Stored data entries
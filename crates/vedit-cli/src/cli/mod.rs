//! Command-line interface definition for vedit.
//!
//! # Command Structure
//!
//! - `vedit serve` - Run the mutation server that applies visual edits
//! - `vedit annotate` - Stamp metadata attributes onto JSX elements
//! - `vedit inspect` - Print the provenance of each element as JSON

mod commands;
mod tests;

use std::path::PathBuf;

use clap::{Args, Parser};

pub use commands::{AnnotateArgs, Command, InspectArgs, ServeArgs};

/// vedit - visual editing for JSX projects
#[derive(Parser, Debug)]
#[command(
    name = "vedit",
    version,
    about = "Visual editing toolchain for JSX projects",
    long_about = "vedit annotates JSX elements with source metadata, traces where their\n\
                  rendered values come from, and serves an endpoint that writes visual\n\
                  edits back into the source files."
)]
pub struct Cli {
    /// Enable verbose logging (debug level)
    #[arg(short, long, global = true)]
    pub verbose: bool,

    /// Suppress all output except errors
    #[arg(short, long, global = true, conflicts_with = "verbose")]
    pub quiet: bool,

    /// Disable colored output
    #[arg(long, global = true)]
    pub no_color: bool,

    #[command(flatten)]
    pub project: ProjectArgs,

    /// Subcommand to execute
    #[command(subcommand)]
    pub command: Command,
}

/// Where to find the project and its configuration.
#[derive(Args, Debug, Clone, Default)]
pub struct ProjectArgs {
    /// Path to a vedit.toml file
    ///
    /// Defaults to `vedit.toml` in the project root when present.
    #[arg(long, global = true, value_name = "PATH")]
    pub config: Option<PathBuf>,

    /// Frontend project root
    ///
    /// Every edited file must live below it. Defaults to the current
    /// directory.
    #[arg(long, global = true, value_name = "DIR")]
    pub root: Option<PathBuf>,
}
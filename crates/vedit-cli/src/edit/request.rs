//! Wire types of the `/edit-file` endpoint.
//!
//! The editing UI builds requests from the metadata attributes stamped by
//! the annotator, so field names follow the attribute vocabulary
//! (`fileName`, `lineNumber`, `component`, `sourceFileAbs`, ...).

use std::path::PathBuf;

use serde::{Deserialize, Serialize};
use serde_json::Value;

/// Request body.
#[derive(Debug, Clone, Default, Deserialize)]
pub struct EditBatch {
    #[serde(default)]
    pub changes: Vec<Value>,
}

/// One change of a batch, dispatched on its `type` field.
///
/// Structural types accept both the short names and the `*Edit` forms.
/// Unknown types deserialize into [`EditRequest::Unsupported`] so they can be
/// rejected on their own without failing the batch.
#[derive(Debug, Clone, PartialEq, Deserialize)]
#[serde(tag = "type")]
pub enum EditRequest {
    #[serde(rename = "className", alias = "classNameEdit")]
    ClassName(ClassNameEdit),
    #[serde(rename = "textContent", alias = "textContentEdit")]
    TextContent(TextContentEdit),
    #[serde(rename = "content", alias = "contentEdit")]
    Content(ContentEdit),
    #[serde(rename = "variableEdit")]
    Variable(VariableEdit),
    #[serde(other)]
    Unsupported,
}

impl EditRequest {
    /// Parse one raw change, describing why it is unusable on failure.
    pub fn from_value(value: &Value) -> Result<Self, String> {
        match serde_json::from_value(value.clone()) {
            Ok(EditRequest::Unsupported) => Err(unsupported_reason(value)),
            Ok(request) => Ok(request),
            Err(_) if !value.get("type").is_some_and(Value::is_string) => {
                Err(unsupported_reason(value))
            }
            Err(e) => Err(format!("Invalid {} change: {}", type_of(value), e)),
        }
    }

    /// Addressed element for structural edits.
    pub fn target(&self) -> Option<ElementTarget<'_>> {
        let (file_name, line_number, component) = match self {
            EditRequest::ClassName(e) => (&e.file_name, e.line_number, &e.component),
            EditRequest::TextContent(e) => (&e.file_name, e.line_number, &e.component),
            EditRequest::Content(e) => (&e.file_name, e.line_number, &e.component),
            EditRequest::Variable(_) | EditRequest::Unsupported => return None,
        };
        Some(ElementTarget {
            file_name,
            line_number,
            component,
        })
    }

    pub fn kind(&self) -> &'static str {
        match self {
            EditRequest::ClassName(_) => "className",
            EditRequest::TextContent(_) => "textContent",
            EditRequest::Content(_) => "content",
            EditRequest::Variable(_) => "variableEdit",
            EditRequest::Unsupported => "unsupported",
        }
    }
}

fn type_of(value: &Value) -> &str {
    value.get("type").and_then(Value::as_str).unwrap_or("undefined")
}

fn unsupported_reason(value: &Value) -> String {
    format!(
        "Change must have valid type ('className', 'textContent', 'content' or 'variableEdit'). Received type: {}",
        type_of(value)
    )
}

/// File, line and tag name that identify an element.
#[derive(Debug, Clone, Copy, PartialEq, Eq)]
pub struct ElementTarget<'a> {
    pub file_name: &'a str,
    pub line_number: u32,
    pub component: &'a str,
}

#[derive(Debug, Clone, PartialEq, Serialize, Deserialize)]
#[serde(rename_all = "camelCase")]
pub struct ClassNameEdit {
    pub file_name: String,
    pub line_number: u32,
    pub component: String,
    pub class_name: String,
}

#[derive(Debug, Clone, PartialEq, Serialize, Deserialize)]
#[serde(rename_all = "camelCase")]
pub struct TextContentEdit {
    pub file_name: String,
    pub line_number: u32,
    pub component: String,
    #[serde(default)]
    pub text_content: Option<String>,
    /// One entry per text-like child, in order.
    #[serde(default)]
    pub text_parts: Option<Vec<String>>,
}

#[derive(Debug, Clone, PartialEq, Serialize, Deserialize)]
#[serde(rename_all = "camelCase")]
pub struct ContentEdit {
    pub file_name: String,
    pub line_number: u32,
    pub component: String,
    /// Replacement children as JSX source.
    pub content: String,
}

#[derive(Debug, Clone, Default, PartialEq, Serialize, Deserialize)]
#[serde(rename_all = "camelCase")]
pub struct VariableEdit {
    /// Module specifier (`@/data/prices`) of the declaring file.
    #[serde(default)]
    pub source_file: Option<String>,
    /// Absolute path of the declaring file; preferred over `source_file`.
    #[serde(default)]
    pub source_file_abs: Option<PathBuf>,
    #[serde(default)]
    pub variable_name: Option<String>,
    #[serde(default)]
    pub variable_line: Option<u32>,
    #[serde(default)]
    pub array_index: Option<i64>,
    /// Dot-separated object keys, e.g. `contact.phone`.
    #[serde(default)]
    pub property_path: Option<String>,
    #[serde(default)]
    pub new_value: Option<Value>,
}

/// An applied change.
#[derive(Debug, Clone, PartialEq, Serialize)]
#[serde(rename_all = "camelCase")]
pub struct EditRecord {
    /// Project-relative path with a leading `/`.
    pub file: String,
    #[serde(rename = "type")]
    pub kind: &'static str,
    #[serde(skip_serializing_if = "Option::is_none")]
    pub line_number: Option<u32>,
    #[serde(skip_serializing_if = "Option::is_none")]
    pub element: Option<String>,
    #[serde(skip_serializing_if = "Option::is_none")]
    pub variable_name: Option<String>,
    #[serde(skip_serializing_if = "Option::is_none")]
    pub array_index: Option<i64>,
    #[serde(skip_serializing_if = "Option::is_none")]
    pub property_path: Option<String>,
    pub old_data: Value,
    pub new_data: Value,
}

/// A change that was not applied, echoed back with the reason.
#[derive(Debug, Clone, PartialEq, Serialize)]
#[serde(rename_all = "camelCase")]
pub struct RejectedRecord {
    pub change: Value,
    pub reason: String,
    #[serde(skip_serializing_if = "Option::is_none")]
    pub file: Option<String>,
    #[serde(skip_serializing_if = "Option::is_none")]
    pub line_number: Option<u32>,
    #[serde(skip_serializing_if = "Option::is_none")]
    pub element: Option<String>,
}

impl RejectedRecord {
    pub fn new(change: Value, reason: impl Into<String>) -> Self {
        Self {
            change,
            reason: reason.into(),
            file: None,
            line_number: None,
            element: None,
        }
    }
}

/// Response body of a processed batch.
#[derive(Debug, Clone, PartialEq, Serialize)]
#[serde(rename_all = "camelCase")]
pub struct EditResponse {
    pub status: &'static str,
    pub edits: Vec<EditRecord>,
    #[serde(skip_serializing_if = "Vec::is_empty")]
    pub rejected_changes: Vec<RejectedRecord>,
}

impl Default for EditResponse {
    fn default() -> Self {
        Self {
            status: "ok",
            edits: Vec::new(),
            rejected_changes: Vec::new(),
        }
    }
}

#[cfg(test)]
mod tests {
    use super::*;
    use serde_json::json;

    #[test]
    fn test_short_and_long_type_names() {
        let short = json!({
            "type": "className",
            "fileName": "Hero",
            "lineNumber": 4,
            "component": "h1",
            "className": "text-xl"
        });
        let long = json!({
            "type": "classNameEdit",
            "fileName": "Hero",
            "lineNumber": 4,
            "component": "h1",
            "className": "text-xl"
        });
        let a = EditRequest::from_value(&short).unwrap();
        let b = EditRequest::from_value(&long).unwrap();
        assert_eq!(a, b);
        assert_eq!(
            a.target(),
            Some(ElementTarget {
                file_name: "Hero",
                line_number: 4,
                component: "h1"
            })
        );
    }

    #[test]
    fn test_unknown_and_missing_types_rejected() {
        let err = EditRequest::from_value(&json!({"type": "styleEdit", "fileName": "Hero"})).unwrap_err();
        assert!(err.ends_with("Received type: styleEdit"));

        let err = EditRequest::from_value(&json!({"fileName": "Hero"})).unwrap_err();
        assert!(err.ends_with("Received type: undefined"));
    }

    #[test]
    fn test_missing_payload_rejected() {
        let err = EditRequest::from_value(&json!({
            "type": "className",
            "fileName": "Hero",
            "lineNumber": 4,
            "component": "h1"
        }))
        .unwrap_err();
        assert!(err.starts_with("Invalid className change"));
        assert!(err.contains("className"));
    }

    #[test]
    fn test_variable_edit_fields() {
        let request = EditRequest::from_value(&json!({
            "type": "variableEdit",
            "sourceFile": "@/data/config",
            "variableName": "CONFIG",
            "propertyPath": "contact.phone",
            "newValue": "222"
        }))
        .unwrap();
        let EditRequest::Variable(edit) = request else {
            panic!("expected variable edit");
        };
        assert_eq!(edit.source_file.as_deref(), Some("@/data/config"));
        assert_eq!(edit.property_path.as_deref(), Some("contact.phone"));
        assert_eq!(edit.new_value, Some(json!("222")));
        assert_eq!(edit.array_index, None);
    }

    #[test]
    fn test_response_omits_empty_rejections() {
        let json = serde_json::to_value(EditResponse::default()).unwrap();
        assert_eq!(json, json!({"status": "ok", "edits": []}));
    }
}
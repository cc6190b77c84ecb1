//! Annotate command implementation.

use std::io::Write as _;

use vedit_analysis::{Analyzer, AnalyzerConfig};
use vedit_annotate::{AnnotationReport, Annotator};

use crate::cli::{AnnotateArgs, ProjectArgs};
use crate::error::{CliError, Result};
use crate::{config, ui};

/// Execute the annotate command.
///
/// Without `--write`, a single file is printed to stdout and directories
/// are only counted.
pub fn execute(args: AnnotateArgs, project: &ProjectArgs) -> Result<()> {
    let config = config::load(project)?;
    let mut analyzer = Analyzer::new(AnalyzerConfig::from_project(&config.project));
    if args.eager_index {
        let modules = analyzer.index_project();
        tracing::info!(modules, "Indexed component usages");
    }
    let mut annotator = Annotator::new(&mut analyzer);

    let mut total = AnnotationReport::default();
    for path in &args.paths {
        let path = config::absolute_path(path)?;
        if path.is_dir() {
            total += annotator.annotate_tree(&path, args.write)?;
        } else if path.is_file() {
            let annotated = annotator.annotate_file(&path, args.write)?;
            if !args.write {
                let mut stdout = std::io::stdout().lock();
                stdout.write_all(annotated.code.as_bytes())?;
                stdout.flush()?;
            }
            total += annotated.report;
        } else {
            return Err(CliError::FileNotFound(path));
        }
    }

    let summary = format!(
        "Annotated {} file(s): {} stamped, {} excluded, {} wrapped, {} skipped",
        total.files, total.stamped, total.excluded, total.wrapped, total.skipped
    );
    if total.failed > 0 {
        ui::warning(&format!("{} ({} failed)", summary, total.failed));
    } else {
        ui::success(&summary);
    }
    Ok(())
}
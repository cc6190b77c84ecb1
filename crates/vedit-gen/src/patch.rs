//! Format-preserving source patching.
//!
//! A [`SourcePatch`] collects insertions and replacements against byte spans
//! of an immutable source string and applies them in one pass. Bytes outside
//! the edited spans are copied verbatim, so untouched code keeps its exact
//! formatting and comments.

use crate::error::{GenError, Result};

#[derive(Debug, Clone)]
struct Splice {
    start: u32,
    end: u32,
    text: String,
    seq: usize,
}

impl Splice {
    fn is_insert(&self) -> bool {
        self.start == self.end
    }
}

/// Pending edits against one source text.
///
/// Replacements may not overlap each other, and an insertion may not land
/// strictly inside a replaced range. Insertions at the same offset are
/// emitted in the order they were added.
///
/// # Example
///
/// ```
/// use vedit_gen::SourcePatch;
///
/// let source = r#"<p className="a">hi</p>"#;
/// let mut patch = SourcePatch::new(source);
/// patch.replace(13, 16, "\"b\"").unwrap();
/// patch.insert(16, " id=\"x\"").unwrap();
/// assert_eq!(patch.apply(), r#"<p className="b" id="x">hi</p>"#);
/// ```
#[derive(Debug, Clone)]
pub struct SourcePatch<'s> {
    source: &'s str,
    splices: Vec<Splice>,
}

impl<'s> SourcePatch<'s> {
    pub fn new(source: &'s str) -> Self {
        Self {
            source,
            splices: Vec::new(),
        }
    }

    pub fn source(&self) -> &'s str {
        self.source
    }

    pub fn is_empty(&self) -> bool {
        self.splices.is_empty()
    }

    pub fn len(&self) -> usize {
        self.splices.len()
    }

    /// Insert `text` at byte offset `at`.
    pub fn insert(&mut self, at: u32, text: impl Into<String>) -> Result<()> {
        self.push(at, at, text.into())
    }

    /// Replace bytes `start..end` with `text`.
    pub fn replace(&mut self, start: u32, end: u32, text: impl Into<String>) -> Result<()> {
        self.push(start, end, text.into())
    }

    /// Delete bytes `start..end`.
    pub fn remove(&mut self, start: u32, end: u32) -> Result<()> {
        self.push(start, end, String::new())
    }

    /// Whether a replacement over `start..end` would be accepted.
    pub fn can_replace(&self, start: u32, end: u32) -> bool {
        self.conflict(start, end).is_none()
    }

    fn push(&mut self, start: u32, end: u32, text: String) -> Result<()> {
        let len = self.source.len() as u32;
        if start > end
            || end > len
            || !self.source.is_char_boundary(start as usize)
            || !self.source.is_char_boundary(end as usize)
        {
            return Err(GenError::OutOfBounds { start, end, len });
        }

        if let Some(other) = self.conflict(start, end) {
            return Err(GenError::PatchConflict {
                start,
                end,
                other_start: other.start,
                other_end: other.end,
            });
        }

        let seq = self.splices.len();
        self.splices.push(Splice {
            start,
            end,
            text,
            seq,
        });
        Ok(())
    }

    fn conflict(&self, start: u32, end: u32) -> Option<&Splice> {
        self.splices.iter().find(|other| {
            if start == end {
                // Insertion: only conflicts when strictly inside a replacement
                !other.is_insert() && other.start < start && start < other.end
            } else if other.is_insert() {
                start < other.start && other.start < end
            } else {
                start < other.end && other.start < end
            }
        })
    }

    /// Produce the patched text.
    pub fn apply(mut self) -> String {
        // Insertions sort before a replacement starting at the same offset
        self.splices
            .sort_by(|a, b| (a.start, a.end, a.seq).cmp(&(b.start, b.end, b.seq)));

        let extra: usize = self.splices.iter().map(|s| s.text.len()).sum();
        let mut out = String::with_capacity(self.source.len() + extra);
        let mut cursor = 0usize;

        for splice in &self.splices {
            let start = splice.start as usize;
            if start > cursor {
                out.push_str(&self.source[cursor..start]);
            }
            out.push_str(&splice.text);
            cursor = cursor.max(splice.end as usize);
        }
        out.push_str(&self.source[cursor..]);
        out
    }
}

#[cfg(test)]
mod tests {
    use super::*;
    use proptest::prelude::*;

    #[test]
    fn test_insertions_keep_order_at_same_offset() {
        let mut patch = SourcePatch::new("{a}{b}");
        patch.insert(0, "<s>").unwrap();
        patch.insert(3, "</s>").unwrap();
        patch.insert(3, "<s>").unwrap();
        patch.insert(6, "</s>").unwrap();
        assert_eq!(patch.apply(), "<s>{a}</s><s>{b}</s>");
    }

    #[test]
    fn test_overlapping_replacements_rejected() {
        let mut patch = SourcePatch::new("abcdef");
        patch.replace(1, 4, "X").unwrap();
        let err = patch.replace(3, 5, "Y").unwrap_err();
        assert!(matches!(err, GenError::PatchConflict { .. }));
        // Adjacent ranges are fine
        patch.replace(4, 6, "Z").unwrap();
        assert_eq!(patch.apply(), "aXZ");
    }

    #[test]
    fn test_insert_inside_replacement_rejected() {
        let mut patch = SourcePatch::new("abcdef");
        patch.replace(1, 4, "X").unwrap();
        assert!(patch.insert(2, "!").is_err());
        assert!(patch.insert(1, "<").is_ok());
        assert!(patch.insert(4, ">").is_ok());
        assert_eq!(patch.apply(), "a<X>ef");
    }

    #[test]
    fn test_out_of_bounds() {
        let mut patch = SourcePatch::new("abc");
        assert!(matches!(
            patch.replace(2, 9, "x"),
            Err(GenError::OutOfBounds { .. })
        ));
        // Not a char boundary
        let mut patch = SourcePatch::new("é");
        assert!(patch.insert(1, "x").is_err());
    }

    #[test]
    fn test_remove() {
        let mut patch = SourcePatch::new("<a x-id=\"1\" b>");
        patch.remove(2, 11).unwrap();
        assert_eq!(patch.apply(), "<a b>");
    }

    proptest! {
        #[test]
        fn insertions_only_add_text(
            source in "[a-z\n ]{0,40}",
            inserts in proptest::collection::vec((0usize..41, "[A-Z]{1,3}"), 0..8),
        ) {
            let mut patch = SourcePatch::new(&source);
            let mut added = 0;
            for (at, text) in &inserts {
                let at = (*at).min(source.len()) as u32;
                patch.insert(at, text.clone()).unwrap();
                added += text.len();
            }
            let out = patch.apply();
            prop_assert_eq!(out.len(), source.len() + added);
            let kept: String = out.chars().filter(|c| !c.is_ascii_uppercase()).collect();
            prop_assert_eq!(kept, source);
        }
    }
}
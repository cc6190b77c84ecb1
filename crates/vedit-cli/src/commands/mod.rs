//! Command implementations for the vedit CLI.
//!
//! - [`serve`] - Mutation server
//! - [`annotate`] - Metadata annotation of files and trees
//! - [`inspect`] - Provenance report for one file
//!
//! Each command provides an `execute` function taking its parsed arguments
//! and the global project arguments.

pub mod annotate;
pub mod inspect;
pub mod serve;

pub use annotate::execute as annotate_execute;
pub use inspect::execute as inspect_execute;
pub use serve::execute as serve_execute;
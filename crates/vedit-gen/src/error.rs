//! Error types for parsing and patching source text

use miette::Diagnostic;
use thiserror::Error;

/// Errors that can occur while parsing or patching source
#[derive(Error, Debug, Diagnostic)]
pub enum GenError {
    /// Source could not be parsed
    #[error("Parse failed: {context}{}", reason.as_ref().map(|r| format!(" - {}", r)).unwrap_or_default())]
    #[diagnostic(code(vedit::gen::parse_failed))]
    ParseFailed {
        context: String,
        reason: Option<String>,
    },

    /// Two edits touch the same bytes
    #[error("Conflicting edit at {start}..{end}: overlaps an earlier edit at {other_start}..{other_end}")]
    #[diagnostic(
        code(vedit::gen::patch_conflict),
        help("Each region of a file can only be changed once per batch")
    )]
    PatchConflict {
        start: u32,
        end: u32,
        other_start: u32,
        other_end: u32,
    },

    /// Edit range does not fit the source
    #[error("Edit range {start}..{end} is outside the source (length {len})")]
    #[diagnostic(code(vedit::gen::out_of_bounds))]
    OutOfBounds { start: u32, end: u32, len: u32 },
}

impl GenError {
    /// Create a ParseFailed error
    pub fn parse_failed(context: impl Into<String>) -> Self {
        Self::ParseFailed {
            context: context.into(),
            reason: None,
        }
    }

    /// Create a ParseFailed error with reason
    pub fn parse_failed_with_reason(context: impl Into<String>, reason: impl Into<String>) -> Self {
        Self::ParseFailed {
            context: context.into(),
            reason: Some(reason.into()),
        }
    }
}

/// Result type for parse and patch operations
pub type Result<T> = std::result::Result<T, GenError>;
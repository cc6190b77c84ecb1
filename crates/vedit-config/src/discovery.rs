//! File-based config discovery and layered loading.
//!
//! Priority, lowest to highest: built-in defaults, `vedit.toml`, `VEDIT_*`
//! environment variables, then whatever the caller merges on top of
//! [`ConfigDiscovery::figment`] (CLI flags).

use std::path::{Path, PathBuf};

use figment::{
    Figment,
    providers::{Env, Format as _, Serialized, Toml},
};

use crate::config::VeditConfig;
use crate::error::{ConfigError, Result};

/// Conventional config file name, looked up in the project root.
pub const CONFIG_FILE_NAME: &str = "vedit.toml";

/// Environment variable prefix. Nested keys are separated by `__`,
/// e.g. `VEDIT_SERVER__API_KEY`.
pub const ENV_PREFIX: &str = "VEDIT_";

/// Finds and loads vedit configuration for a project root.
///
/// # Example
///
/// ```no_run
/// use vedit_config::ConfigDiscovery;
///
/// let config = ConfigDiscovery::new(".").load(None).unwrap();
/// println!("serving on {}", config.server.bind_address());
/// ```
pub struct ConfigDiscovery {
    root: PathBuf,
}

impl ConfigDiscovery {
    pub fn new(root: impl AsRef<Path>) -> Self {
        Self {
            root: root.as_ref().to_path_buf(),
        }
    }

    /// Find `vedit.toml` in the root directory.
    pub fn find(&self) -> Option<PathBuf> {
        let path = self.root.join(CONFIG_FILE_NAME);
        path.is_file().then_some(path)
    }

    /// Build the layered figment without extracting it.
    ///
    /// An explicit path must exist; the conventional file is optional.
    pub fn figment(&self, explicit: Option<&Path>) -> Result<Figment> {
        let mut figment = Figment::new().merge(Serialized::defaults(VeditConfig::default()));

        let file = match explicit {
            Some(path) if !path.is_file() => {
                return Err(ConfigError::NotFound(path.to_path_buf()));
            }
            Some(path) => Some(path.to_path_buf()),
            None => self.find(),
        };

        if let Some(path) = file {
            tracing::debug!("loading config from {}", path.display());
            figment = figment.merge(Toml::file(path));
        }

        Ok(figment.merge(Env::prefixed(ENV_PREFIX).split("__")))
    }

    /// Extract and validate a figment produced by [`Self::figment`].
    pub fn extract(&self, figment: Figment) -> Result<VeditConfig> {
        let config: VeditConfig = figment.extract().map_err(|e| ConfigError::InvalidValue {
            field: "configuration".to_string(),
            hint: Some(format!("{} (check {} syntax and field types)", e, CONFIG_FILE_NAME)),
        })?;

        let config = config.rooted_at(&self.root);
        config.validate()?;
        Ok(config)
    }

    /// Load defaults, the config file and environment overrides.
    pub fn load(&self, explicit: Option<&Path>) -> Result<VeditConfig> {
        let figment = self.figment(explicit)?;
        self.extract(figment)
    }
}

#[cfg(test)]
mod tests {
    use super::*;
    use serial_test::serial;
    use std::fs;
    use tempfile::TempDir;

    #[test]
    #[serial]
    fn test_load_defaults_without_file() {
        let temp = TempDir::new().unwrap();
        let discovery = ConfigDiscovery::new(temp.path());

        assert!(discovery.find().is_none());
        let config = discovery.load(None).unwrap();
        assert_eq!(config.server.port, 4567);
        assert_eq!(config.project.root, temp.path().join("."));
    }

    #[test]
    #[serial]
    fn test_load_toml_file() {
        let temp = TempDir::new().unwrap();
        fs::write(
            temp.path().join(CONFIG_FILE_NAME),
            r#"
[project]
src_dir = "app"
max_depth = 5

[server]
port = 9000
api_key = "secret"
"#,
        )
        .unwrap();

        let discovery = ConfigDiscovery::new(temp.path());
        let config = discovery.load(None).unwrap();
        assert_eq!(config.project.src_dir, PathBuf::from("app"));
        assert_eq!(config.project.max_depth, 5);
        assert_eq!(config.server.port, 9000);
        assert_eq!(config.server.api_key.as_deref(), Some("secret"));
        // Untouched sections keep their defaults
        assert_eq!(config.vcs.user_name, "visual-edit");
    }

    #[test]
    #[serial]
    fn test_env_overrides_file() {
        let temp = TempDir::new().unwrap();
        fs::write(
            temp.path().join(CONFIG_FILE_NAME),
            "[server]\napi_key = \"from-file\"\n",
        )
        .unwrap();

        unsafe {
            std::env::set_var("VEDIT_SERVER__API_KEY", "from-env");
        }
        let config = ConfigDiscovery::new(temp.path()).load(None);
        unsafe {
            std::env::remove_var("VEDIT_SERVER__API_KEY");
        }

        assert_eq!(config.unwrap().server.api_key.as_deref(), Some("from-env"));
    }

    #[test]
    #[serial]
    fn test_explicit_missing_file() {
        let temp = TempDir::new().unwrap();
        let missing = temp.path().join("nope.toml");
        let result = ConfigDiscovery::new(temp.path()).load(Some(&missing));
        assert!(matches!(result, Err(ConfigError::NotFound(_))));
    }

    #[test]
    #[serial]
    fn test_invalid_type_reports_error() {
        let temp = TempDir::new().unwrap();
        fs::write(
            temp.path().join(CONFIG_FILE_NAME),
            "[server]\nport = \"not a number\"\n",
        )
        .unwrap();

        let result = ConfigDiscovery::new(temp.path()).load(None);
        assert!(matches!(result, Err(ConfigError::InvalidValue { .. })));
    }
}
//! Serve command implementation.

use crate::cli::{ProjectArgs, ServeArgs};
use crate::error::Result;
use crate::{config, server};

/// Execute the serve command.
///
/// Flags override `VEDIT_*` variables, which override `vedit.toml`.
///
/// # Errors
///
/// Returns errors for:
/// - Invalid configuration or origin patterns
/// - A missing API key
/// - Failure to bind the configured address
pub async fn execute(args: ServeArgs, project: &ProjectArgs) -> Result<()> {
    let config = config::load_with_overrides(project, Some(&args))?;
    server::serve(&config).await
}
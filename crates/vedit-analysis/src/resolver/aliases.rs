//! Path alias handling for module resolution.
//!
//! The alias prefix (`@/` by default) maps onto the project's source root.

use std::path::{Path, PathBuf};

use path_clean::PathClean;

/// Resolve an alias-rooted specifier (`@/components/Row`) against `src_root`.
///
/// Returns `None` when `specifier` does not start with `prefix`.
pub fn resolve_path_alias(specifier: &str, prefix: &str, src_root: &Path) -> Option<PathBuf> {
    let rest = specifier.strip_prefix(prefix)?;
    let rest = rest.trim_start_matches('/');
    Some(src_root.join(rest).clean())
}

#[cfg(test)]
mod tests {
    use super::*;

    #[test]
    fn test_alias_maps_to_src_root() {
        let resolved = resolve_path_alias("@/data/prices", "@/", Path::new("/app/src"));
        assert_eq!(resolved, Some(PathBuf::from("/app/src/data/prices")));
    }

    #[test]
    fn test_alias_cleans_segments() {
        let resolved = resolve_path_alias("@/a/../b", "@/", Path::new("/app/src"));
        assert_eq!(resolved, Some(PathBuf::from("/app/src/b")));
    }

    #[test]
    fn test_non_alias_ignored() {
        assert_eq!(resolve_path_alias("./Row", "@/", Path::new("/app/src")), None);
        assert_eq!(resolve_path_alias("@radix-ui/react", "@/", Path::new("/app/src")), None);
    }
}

■ **TASK TO CARRY OUT**:
Each line carrying the string "keys" should be copied out from the entries.

■ **EXERCISE OUTPUT**:
    /// Dot-separated object keys, e.g. `contact.phone`.
/// Environment variable prefix. Nested keys are separated by `__`,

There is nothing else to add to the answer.